BU BÖLÜMDE ŞARKILARINDAN BİRİNİN TÜRKÇESİ YAZIYOR. HANGİSİ OLDUĞUNU ZATEN ANLARSINIZ. İNGİLİZCE YAZMA İSTEMEDİM :/
"Hadi beraber bir şarkı yazalım"dediğinde gözlerimi pörtlettim. Beraber çikolata yerken film izliyorduk. This is Us konusunda ısrar etmiştim. Her ekranda Niall göründüğünde o çığlık atmıştı bende her seferinde bıkmadan,usanmadan onu dürtüp 'bak işte o benim sevgilim. Hani şu çok yakışıklı ve tatlı olan' falan demiştim. Yine poposu tavan yapmıştı kısaca.
"Ne?"diye sordum emin olmak için.
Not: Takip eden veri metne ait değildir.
// Configuration validation
//
// Validates that values are sensible before the normalizer is built

use crate::*;
use anyhow::{bail, Result};
use tracing::warn;

const NODE_HEX_LEN: usize = 12;

pub fn validate_config(config: &NormalizerConfig) -> Result<()> {
    validate_logging_config(&config.logging)?;
    validate_pool_config(&config.pool)?;
    validate_row_id_config(&config.row_id)?;

    for (name, codec) in &config.time_codecs {
        validate_time_codec_config(name, codec)?;
    }

    Ok(())
}

fn validate_logging_config(config: &LoggingConfig) -> Result<()> {
    if config.level.trim().is_empty() {
        bail!("logging.level must not be empty");
    }
    Ok(())
}

fn validate_pool_config(config: &PoolConfig) -> Result<()> {
    if config.max_idle == 0 {
        bail!("pool.max_idle must be greater than 0");
    }

    if config.initial > config.max_idle {
        warn!(
            initial = config.initial,
            max_idle = config.max_idle,
            "pool.initial exceeds pool.max_idle; only max_idle buffers are allocated"
        );
    }

    // Warn about very large pools
    if config.max_idle > 100_000 {
        warn!(
            max_idle = config.max_idle,
            "pool.max_idle is very large; idle buffers are never freed"
        );
    }

    Ok(())
}

fn validate_row_id_config(config: &RowIdConfig) -> Result<()> {
    if let Some(node) = &config.node {
        if node.len() != NODE_HEX_LEN || !node.bytes().all(|b| b.is_ascii_hexdigit()) {
            bail!(
                "row_id.node must be {} hex characters, got {:?}",
                NODE_HEX_LEN,
                node
            );
        }
    }
    Ok(())
}

fn validate_time_codec_config(name: &str, config: &TimeCodecConfig) -> Result<()> {
    if name.is_empty() {
        bail!("time codec names must not be empty");
    }

    match (&config.layout, &config.strftime) {
        (Some(_), Some(_)) => {
            bail!("time_codecs.{name}: set either layout or strftime, not both")
        }
        (None, None) => bail!("time_codecs.{name}: one of layout or strftime is required"),
        (Some(format), None) | (None, Some(format)) if format.is_empty() => {
            bail!("time_codecs.{name}: format must not be empty")
        }
        _ => {}
    }

    Ok(())
}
Başımı kaldırmış gözlerine bakıyordum. Kolları hala beni sımsıkı sarmaktaydı. Gülümsedi. "Beraber şarkı yazalım"diye tekrar itti. Evet. Evet doğru anlamıştım. Vay canına. Bu harika olabilirdi. Yeni albümleri için bir şarkı yazmak. Nede olsa, hala eksik şarkıları vardı. İsimleri belirledikleri ama aslında hala yazmamış oldukları birkaç boş şarkı.
"Ş-şimdi mi?"diye sordum doğal olarak şaşkın bir biçimde. One Direction için bir şarkı yazmak. Üstelik Niall ile birlikte. Bu mükemmel olabilirdi ama becerip beceremeyeceğimi bilmiyordum. Daha önce bir kere şarkı yazmayı denemiştim ve o da yavru köpekler hakkındaydı. Sanırım on dört yaşında falandım.
Ayağa kalktığında onu izliyordum. "Evet"diye yanıtladı ve merdivenlere yürüyüp üst kata çıktığında, merakla onu bekliyordum. Ah saçma sapan sözler uydurup kendimi ona rezil edecektim. Bundan emindim.
Az sonra, merdivenin başında mükemmel bedenini gördüğümde, elinde bir defter ve kalem vardı. Yanıma oturdu. "Hadi. Sen başla"diye ekledi. Yüzümü buruşturdum. "Niall ben bu konuda iyi değilimdir"diye itiraz ettim ona. Gözlerini devirdi.
"Alternatifin yok bebeğim. Şimdi, aklına gelen güzel bir cümleyi söyle. "dedi hızlıcana. Derin bir nefes aldım. Belli ki ondan kurtuluşum yoktu. İç çektim. Düşündüm. Sessiz geçen birkaç saniyenin ardından konuştu. Sessizliği bozan o mükemmel sesi oldu.
"Sanırım buldum. Şuna ne dersin?"diye sordu bana defteri doğrulttu. Yazdığı birkaç cümleyi okudum.
Neredeyse vazgeçeceğimiz günü hatırla
Sana yeterince veremediğimi söylediğinde
Ve tüm arkadaşların seni terk edeceğimi söylüyorduGülümsedim. İyiydi. Cidden iyiydi. Elbette ki iyi olacaktı nede olsa dünyanın en sevilen grubunun en şirin üyesiydi. Şarkı yazmak konusunda tabi ki de iyiydi. "Devam et"dedim yüzümdeki silinmeyen gülümseme ile. Halimden memnun olduğunu anladığında tebessüm ile aklındakilere deftere yazmaya devam etti.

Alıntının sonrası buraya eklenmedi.